Problem details: Your output should be the lines from the start of the data through the line containing "logs the error)", exactly and nothing more.

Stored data
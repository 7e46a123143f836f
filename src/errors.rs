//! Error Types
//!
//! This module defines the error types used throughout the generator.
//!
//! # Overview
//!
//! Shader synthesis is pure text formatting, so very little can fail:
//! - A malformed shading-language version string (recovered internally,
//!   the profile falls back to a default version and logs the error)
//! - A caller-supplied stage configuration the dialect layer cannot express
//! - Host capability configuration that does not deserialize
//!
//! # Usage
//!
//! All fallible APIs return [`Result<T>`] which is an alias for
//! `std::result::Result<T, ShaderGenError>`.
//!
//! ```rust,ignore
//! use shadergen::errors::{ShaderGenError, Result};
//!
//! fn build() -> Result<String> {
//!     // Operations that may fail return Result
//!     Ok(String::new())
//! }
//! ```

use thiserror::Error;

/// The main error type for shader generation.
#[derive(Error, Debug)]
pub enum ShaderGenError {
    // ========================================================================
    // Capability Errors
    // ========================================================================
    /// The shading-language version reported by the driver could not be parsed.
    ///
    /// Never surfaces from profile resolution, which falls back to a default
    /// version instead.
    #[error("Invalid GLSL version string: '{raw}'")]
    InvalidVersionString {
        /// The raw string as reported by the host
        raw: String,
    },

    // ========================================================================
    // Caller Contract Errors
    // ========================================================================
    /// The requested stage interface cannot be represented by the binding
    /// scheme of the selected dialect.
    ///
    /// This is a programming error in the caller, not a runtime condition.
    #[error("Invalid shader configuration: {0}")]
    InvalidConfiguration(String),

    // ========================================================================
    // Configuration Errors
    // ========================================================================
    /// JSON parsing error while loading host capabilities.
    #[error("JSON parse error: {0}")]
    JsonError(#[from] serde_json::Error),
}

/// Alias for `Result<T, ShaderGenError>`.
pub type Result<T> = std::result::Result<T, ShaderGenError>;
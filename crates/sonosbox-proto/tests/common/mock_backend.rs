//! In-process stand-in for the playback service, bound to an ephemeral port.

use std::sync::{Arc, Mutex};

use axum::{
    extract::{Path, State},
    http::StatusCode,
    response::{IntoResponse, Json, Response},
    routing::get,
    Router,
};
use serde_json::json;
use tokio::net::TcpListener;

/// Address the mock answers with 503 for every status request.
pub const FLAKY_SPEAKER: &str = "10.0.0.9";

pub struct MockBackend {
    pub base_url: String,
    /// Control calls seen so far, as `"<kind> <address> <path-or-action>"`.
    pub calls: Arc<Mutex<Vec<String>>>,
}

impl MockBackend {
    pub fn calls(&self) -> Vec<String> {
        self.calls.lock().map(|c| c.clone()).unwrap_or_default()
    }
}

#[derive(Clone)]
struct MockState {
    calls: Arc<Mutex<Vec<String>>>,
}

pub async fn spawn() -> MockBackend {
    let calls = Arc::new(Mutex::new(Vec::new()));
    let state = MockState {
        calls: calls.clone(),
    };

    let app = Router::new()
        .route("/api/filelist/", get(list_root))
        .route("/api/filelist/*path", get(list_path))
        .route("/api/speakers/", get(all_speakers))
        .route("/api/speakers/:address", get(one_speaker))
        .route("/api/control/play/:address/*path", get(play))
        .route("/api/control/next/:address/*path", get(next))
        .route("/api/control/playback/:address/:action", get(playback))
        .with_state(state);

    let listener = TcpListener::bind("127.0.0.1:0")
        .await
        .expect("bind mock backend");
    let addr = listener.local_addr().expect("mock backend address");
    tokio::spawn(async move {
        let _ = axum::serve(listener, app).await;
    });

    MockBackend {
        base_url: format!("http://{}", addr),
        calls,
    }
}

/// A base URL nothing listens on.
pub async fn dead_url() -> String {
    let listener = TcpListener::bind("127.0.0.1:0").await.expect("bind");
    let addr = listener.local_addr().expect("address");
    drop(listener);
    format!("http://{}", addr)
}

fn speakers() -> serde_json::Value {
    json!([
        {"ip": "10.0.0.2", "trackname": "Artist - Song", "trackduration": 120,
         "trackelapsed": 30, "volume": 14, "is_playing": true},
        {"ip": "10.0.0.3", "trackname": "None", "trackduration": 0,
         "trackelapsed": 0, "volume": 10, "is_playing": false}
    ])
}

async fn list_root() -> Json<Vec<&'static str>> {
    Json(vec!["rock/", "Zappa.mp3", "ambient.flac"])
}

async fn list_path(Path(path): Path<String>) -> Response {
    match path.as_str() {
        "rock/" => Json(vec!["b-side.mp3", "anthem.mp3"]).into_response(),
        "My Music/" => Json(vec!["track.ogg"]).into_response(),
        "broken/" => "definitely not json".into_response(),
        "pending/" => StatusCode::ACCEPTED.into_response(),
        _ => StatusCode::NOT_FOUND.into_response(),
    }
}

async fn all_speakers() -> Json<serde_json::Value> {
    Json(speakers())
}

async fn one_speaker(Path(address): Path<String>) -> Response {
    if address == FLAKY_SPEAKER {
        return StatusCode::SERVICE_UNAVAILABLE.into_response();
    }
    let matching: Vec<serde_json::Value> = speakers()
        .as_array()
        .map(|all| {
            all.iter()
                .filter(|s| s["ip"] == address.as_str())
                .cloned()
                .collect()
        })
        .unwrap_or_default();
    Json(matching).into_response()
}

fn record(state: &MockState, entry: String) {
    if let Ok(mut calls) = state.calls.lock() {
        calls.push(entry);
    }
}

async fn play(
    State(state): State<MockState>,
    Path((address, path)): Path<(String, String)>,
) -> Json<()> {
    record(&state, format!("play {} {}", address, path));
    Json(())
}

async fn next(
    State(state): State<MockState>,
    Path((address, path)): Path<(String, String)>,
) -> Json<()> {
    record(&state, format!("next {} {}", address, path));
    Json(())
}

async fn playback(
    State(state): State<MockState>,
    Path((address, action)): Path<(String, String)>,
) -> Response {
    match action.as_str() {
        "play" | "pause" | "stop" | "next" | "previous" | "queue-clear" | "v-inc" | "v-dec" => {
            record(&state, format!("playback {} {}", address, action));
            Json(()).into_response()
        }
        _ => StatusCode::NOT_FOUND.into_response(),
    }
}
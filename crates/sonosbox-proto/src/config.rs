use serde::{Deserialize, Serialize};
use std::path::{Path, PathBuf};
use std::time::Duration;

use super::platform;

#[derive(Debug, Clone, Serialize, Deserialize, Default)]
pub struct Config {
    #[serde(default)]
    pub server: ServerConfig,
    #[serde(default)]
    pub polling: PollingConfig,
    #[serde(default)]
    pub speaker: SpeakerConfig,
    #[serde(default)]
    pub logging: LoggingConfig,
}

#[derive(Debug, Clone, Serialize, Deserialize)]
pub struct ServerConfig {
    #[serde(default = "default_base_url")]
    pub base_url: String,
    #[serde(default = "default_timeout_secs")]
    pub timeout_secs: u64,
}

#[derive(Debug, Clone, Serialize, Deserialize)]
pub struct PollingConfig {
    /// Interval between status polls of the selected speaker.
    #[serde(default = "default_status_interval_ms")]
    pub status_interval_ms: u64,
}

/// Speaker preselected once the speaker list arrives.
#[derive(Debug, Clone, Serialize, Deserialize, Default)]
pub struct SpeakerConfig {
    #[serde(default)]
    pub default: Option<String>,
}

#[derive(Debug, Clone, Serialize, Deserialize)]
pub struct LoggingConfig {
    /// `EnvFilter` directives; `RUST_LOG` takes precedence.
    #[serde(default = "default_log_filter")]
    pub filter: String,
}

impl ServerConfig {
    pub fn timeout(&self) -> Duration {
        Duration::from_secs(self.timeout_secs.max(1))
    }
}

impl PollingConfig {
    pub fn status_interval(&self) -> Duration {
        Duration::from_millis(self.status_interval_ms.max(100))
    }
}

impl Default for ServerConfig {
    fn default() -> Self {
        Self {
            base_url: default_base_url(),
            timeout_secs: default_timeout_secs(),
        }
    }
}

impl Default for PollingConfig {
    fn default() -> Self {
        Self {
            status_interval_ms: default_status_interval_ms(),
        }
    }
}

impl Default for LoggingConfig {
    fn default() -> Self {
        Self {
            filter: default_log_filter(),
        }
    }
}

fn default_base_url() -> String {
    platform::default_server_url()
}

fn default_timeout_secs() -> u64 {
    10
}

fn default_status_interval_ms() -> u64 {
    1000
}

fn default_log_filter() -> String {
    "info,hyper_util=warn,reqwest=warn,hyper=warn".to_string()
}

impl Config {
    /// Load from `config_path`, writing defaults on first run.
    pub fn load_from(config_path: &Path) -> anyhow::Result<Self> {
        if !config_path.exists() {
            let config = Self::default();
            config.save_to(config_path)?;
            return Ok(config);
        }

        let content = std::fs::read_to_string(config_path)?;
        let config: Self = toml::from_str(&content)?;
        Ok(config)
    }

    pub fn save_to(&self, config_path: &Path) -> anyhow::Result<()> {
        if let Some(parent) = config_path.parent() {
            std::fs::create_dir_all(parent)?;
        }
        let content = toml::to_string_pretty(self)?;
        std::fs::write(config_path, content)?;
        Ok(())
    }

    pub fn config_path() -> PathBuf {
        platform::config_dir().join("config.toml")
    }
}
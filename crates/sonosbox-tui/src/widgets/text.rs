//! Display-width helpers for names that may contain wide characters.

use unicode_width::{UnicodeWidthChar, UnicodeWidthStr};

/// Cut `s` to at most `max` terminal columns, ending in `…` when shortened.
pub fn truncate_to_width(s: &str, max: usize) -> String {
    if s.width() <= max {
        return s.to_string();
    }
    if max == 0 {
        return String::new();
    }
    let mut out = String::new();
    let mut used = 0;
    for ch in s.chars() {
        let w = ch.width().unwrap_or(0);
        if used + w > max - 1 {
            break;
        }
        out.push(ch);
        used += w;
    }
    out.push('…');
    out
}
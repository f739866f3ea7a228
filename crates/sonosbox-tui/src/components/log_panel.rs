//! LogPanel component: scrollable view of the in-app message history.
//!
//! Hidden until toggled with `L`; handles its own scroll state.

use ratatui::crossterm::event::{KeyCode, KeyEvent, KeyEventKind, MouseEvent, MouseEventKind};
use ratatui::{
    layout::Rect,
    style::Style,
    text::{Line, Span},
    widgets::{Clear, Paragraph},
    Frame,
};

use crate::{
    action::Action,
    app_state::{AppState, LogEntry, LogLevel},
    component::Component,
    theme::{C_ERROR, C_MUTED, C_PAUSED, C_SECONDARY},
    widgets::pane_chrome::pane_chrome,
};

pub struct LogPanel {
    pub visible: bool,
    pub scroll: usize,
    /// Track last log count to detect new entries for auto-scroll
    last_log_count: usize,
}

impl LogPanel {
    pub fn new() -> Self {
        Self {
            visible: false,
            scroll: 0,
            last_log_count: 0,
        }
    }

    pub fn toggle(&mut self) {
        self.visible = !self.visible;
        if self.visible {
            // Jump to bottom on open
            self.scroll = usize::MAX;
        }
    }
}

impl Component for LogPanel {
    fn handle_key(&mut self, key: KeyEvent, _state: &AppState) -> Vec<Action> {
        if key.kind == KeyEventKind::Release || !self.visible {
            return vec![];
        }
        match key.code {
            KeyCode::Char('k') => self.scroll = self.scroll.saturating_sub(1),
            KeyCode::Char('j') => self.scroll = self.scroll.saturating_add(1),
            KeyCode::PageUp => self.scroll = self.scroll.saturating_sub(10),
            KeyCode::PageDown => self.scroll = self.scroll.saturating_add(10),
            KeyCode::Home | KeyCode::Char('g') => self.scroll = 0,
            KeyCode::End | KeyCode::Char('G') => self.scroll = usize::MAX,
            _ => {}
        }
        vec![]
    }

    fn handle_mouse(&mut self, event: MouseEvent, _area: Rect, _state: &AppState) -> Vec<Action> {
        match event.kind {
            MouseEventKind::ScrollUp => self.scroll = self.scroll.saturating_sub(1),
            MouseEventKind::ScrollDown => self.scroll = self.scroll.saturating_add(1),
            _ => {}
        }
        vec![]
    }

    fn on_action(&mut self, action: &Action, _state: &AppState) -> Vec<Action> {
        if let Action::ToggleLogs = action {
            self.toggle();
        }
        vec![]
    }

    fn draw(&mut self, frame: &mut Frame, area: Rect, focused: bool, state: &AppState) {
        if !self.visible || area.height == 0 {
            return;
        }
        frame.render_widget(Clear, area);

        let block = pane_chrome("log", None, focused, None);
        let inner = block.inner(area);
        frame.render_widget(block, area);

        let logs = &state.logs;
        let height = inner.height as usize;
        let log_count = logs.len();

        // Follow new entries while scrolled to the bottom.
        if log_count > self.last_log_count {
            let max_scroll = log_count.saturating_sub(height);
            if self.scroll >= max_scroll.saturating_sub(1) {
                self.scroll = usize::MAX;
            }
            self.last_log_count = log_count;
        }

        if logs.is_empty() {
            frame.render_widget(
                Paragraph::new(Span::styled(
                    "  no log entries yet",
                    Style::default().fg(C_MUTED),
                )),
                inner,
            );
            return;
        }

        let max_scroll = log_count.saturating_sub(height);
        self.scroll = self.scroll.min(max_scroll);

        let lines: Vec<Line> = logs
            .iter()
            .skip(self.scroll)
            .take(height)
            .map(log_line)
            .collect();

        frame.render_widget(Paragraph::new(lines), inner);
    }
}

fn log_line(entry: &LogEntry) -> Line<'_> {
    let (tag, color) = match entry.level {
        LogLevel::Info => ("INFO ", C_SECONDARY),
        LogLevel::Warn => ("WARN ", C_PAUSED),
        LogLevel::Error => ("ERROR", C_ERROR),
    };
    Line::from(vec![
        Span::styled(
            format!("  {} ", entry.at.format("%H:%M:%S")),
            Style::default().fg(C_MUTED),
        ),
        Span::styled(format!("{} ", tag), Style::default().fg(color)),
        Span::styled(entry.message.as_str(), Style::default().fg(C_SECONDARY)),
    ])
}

Answer for the task:
repository 7e46a123143f836f
filename src/errors.rs
//! Error Types
//!
//! This module defines the error types used throughout the generator.
//!
//! # Overview
//!
//! Shader synthesis is pure text formatting, so very little can fail:
//! - A malformed shading-language version string (recovered internally,
//!   the profile falls back to a default version and logs the error)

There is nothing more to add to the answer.